Start of INFORMATION PROVIDED

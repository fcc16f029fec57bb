use std::{cmp::Ordering, collections::HashSet, time::Duration};

use chrono::{DateTime, TimeZone};
use indicatif::{ProgressBar, ProgressStyle};

use crate::{
    pipeline::ArtistUniverse,
    types::{ArtistTableRow, Identified, Source, Track, TrackTableRow},
};

pub fn remove_duplicates_by_id<T: Identified>(items: &mut Vec<T>) {
    let mut seen_ids = HashSet::new();
    items.retain(|item| seen_ids.insert(item.id().to_string()));
}

/// Name of the playlist created at `now`, e.g. `True Discover Weekly 19/10/2026 08:30`.
pub fn playlist_name<Tz: TimeZone>(now: DateTime<Tz>) -> String
where
    Tz::Offset: std::fmt::Display,
{
    format!("True Discover Weekly {}", now.format("%d/%m/%Y %H:%M"))
}

/// Table rows of the universe, filtered by a case-insensitive name search and
/// a required source, sorted by name.
pub fn artist_table_rows(
    universe: &ArtistUniverse,
    search: Option<&str>,
    source: Option<Source>,
) -> Vec<ArtistTableRow> {
    let search_term = search.map(|s| s.to_lowercase());

    let mut artists: Vec<_> = universe
        .artists()
        .iter()
        .filter(|a| match &search_term {
            Some(term) => a.name.to_lowercase().contains(term),
            None => true,
        })
        .filter(|a| source.is_none_or(|s| a.sources.contains(&s)))
        .collect();

    artists.sort_by(|a, b| compare_names(&a.name, &b.name));

    artists
        .into_iter()
        .map(|a| ArtistTableRow {
            name: a.name.clone(),
            genres: a
                .genres
                .iter()
                .take(3)
                .cloned()
                .collect::<Vec<_>>()
                .join(","),
            sources: a
                .sources
                .iter()
                .map(|s| s.as_str())
                .collect::<Vec<_>>()
                .join(","),
        })
        .collect()
}

pub fn track_table_rows(tracks: &[Track]) -> Vec<TrackTableRow> {
    tracks
        .iter()
        .map(|t| TrackTableRow {
            name: t.name.clone(),
            artists: t
                .artists
                .iter()
                .map(|a| a.name.clone())
                .collect::<Vec<_>>()
                .join(", "),
        })
        .collect()
}

fn compare_names(a: &str, b: &str) -> Ordering {
    match a.to_lowercase().cmp(&b.to_lowercase()) {
        Ordering::Equal => a.cmp(b),
        other => other,
    }
}

/// A steadily ticking spinner showing `message`.
pub fn spinner(message: &str) -> ProgressBar {
    let pb = ProgressBar::new_spinner();
    pb.set_message(message.to_string());
    pb.enable_steady_tick(Duration::from_millis(100));
    pb.set_style(
        ProgressStyle::with_template("{spinner:.blue} {msg}")
            .unwrap_or_else(|_| ProgressStyle::default_spinner())
            .tick_chars("⠋⠙⠹⠸⠼⠴⠦⠧⠇⠏"),
    );
    pb
}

End of INFORMATION PROVIDED

## PROBLEM DETAILS
Write out all the records above again, exactly as they stand.

## RESPONSE
repository fcc16f029fec57bb
use std::{cmp::Ordering, collections::HashSet, time::Duration};

use chrono::{DateTime, TimeZone};
use indicatif::{ProgressBar, ProgressStyle};

use crate::{
    pipeline::ArtistUniverse,
    types::{ArtistTableRow, Identified, Source, Track, TrackTableRow},
};

pub fn remove_duplicates_by_id<T: Identified>(items: &mut Vec<T>) {
    let mut seen_ids = HashSet::new();
    items.retain(|item| seen_ids.insert(item.id().to_string()));
}

/// Name of the playlist created at `now`, e.g. `True Discover Weekly 19/10/2026 08:30`.
pub fn playlist_name<Tz: TimeZone>(now: DateTime<Tz>) -> String
where
    Tz::Offset: std::fmt::Display,
{
    format!("True Discover Weekly {}", now.format("%d/%m/%Y %H:%M"))
}

/// Table rows of the universe, filtered by a case-insensitive name search and
/// a required source, sorted by name.
pub fn artist_table_rows(
    universe: &ArtistUniverse,
    search: Option<&str>,
    source: Option<Source>,
) -> Vec<ArtistTableRow> {
    let search_term = search.map(|s| s.to_lowercase());

    let mut artists: Vec<_> = universe
        .artists()
        .iter()
        .filter(|a| match &search_term {
            Some(term) => a.name.to_lowercase().contains(term),
            None => true,
        })
        .filter(|a| source.is_none_or(|s| a.sources.contains(&s)))
        .collect();

    artists.sort_by(|a, b| compare_names(&a.name, &b.name));

    artists
        .into_iter()
        .map(|a| ArtistTableRow {
            name: a.name.clone(),
            genres: a
                .genres
                .iter()
                .take(3)
                .cloned()
                .collect::<Vec<_>>()
                .join(","),
            sources: a
                .sources
                .iter()
                .map(|s| s.as_str())
                .collect::<Vec<_>>()
                .join(","),
        })
        .collect()
}

pub fn track_table_rows(tracks: &[Track]) -> Vec<TrackTableRow> {
    tracks
        .iter()
        .map(|t| TrackTableRow {
            name: t.name.clone(),
            artists: t
                .artists
                .iter()
                .map(|a| a.name.clone())
                .collect::<Vec<_>>()
                .join(", "),
        })
        .collect()
}

fn compare_names(a: &str, b: &str) -> Ordering {
    match a.to_lowercase().cmp(&b.to_lowercase()) {
        Ordering::Equal => a.cmp(b),
        other => other,
    }
}

/// A steadily ticking spinner showing `message`.
pub fn spinner(message: &str) -> ProgressBar {
    let pb = ProgressBar::new_spinner();
    pb.set_message(message.to_string());
    pb.enable_steady_tick(Duration::from_millis(100));
    pb.set_style(
        ProgressStyle::with_template("{spinner:.blue} {msg}")
            .unwrap_or_else(|_| ProgressStyle::default_spinner())
            .tick_chars("⠋⠙⠹⠸⠼⠴⠦⠧⠇⠏"),
    );
    pb
}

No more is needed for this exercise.